Una volta...GiorgioXT ha scritto:...Ce ne sono di sicuro tanti altri di ragazzi che hanno giocato partite importanti da giovani o giovanissimi ... ma quello che volevo sottolineare è che non è con l'arrivo dell'accademia di Tirrenia che i giovani iniziano a giocare in prima squadra , anche se a leggere articoli e comunicati sembra che sia così ... una volta era normale rischiare anche ragazzi giovani, e proprio la FIR ha delle responsabilità molto precise nel proprio operato, avendo molto spesso preferito equiparati più o meno stagionati ai giovani italiani.
Per questo se qualcuno mi dice che la Federazione preme per far giocare i giovani italiani contro i club che li vogliono tenere in ghiacciaia ... mi viene da ridere amaro.
UNA VOLTA quasi tutti erano dilettanti e giocavano perché magari il paròn gli procurava un lavoro, una volta i giovani avevano meno grilli per la testa di andare all'università, una volta c'erano pochi stranieri a intasare le rose, una volta i giovani erano strumento di pressione per mettere il pepe al c... ai "senatori".
OGGI è diverso. Il professionismo ha completamente cambiato le carte in tavola. Fare il rugbysta è diventato una professione. Peccato che in Italia sia una professione poco remunerativa. Se ho abbastanza cervello da meritarmi una laurea e avviare una carriera professionale, perché dovrei mettermi a fare il rugbysta a tempo pieno? Forse per i compensi che può darmi un club italiano? Le condizioni contrattuali proposte dai club in Italia (poca grana in cambio della dedizione richiesta) paiono adatte a soddisfare le aspettative dei giovani argentini o pacifici, che in patria guadagnerebbero ancor meno e per cui il S10 è trampolino di lancio verso altri lidi europei più remunerativi; ma non per quelle dei nostri virgulti.
Dall'altro capo del problema: perché mai un club dovrebbe far giocare un giovane italiano, quando un argentino o un pacifico ha competenza almeno uguale, ma non mugugna per lo stipendio, non si distrae con lo studio, è meglio allenato perché la sua vita è incentrata sull'attività sportiva?
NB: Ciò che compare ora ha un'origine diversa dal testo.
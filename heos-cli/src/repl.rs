//! Interactive REPL.

use crate::commands::{
    format_browse, format_groups, format_json, format_players, format_queue, format_sources,
    on_off, send_line,
};
use colored::Colorize;
use heos_client::player::DEFAULT_VOLUME_STEP;
use heos_client::types::PlayState;
use heos_client::{browse, group, player, system, Connection};
use rustyline::error::ReadlineError;
use rustyline::history::DefaultHistory;
use rustyline::{Config, Editor};
use std::path::PathBuf;

const HELP_TEXT: &str = r#"
Available commands:
  help                          Show this help
  account                       Show the signed in account
  heartbeat                     Check the device responds

  players                       List players
  info <pid>                    Show player details
  now <pid>                     Show now playing media
  state <pid> [play|pause|stop] Get or set the play state
  volume <pid> [level]          Get or set the volume
  up <pid> [step]               Raise the volume
  down <pid> [step]             Lower the volume
  mute <pid> [on|off|toggle]    Get or set mute
  next <pid>                    Play the next track
  prev <pid>                    Play the previous track
  queue <pid> [from] [count]    Show the queue

  groups                        List groups
  group <leader> [member...]    Group players, or ungroup a leader

  sources                       List music sources
  browse <sid> [cid]            Browse a source

  send <command?query>          Send a raw command

  quit, exit                    Exit the REPL
"#;

pub async fn run(connection: Connection) -> Result<(), Box<dyn std::error::Error>> {
    println!("{}", "HEOS CLI".bold().cyan());
    println!("Connecting to {}...", connection.endpoint());

    connection.connect().await?;
    println!("{}", "Connected!".green());

    // Create readline editor
    let config = Config::builder()
        .history_ignore_space(true)
        .auto_add_history(true)
        .build();
    let mut rl: Editor<(), DefaultHistory> = Editor::with_config(config)?;

    // Load history
    let history_path = home::home_dir()
        .map(|h| h.join(".heos_history"))
        .unwrap_or_else(|| PathBuf::from(".heos_history"));
    let _ = rl.load_history(&history_path);

    println!("Type 'help' for available commands.\n");

    loop {
        let prompt = format!("{} ", "heos>".cyan());
        match rl.readline(&prompt) {
            Ok(line) => {
                let line = line.trim();
                if line.is_empty() {
                    continue;
                }

                match execute_repl_command(&connection, line).await {
                    Ok(Some(output)) => println!("{}\n", output),
                    Ok(None) => break, // Exit command
                    Err(e) => println!("{}: {}\n", "Error".red(), e),
                }
            }
            Err(ReadlineError::Interrupted) => {
                println!("^C");
                continue;
            }
            Err(ReadlineError::Eof) => {
                println!("^D");
                break;
            }
            Err(err) => {
                println!("{}: {:?}", "Error".red(), err);
                break;
            }
        }
    }

    // Save history
    let _ = rl.save_history(&history_path);

    let _ = connection.close().await;
    println!("{}", "Disconnected.".dimmed());

    Ok(())
}

async fn execute_repl_command(
    connection: &Connection,
    line: &str,
) -> Result<Option<String>, Box<dyn std::error::Error>> {
    let parts: Vec<&str> = line.split_whitespace().collect();
    if parts.is_empty() {
        return Ok(Some(String::new()));
    }

    let cmd = parts[0].to_lowercase();
    let args = &parts[1..];

    // Commands that take a player id first
    let pid = || -> Result<i64, Box<dyn std::error::Error>> {
        match args.first() {
            Some(arg) => Ok(arg.parse()?),
            None => Err(format!("Usage: {} <pid> ...", cmd).into()),
        }
    };

    match cmd.as_str() {
        "help" | "?" => Ok(Some(HELP_TEXT.to_string())),

        "quit" | "exit" | "q" => Ok(None),

        "account" => match system::check_account(connection).await? {
            Some(user) => Ok(Some(format!("Signed in as {}", user.cyan()))),
            None => Ok(Some("Signed out".yellow().to_string())),
        },

        "heartbeat" | "hb" => {
            system::heart_beat(connection).await?;
            Ok(Some("OK".green().to_string()))
        }

        "players" | "p" => Ok(Some(format_players(
            &player::get_players(connection).await?,
        ))),

        "info" => {
            let info = player::get_player_info(connection, pid()?).await?;
            Ok(Some(format_json(&serde_json::to_value(info)?)))
        }

        "now" => {
            let media = player::get_now_playing_media(connection, pid()?).await?;
            Ok(Some(format!(
                "{} - {} ({})",
                media.artist.cyan(),
                media.song.bold(),
                media.album
            )))
        }

        "state" => {
            let pid = pid()?;
            match args.get(1) {
                Some(state) => {
                    let state: PlayState = state.parse()?;
                    player::set_play_state(connection, pid, state).await?;
                    Ok(Some(format!("{} {}", "State".green(), state.to_string().yellow())))
                }
                None => Ok(Some(
                    player::get_play_state(connection, pid).await?.to_string(),
                )),
            }
        }

        "volume" | "vol" => {
            let pid = pid()?;
            match args.get(1) {
                Some(level) => {
                    player::set_volume(connection, pid, level.parse()?).await?;
                    Ok(Some(format!("{} {}", "Volume".green(), level)))
                }
                None => Ok(Some(player::get_volume(connection, pid).await?.to_string())),
            }
        }

        "up" | "down" => {
            let pid = pid()?;
            let step = match args.get(1) {
                Some(step) => step.parse()?,
                None => DEFAULT_VOLUME_STEP,
            };
            if cmd == "up" {
                player::volume_up(connection, pid, step).await?;
            } else {
                player::volume_down(connection, pid, step).await?;
            }
            Ok(Some(player::get_volume(connection, pid).await?.to_string()))
        }

        "mute" => {
            let pid = pid()?;
            match args.get(1).copied() {
                None => {
                    let muted = player::get_mute(connection, pid).await?;
                    return Ok(Some(on_off(muted).to_string()));
                }
                Some("on") => player::set_mute(connection, pid, true).await?,
                Some("off") => player::set_mute(connection, pid, false).await?,
                Some("toggle") => player::toggle_mute(connection, pid).await?,
                Some(_) => return Ok(Some("Usage: mute <pid> [on|off|toggle]".to_string())),
            }
            Ok(Some("OK".green().to_string()))
        }

        "next" => {
            player::play_next(connection, pid()?).await?;
            Ok(Some("OK".green().to_string()))
        }

        "prev" | "previous" => {
            player::play_previous(connection, pid()?).await?;
            Ok(Some("OK".green().to_string()))
        }

        "queue" => {
            let pid = pid()?;
            let from = args.get(1).and_then(|s| s.parse().ok()).unwrap_or(0);
            let count = args
                .get(2)
                .and_then(|s| s.parse().ok())
                .unwrap_or(player::DEFAULT_QUEUE_COUNT);
            Ok(Some(format_queue(
                &player::get_queue(connection, pid, from, count).await?,
            )))
        }

        "groups" | "g" => Ok(Some(format_groups(&group::get_groups(connection).await?))),

        "group" => {
            let leader = pid()?;
            let members = args[1..]
                .iter()
                .map(|s| s.parse())
                .collect::<Result<Vec<i64>, _>>()?;
            if members.is_empty() {
                group::ungroup(connection, leader).await?;
                return Ok(Some(format!("{} {}", "Ungrouped".green(), leader)));
            }
            match group::set_group(connection, leader, &members).await? {
                Some(change) => Ok(Some(format!(
                    "{} {} (gid: {})",
                    "Grouped".green(),
                    change.name.cyan(),
                    change.gid
                ))),
                None => Ok(Some(format!("{} {}", "Ungrouped".green(), leader))),
            }
        }

        "sources" | "s" => Ok(Some(format_sources(
            &browse::get_music_sources(connection).await?,
        ))),

        "browse" | "b" => {
            if args.is_empty() {
                return Ok(Some("Usage: browse <sid> [cid]".to_string()));
            }
            let sid: i64 = args[0].parse()?;
            let cid = args.get(1).copied();
            let result = browse::browse(connection, sid, cid, 0, browse::MAX_BROWSE_COUNT).await?;
            Ok(Some(format_browse(&result)))
        }

        "send" => {
            if args.is_empty() {
                return Ok(Some("Usage: send <command?query>".to_string()));
            }
            let value = send_line(connection, &args.join(" ")).await?;
            Ok(Some(format_json(&value)))
        }

        _ => Ok(Some(format!(
            "Unknown command: {}. Type 'help' for help.",
            cmd
        ))),
    }
}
La FIR ha sicuramente le sue colpe e ha fornito un contributo non indifferente al consolidarsi di questo stato di cose. Però i club consorziatisi in lega (la LIRE) per me, da osservatore esterno, sono maggiormente responsabili. Se la FIR ricorreva a oriundi ed equiparati, non è forse anche perché il sistema "formativo" dei club non sfornava altro che giovani argentini? Tu poi ti lamenti spesso e giustamente del fatto che la FIR non ha mai implementato politiche premianti per le squadre che lavorano col settore giovanile. Ma chi ha ostacolato maggiormente queste legittime richieste? La FIR? O non piuttosto Calvisano, Viadana e Treviso, il "gotha" finanziario delle società di rugby in Italia, nel timore che una maggiore importanza attribuita ai vivai potesse sconvolgere gli equilibri (e rimettere in gioco il Petrarca)?
Oggi che la LIRE (cioè l'unità di intenti tra le squadre di vertice) si è dissolta e la FIR riprende in mano la guida del movimento, guarda caso il sostegno ai giovani nel periodo tra il termine dell'attività giovanile e l'affermazione in campo professionistico, che con la guida dei club era un problema serio, viene affrontato. Male, magari; con strumenti inadeguati o perfettibili, magari; solo perché è funzionale al sostentamento della Nazionale, magari. Ma esiste la volontà di risolverlo.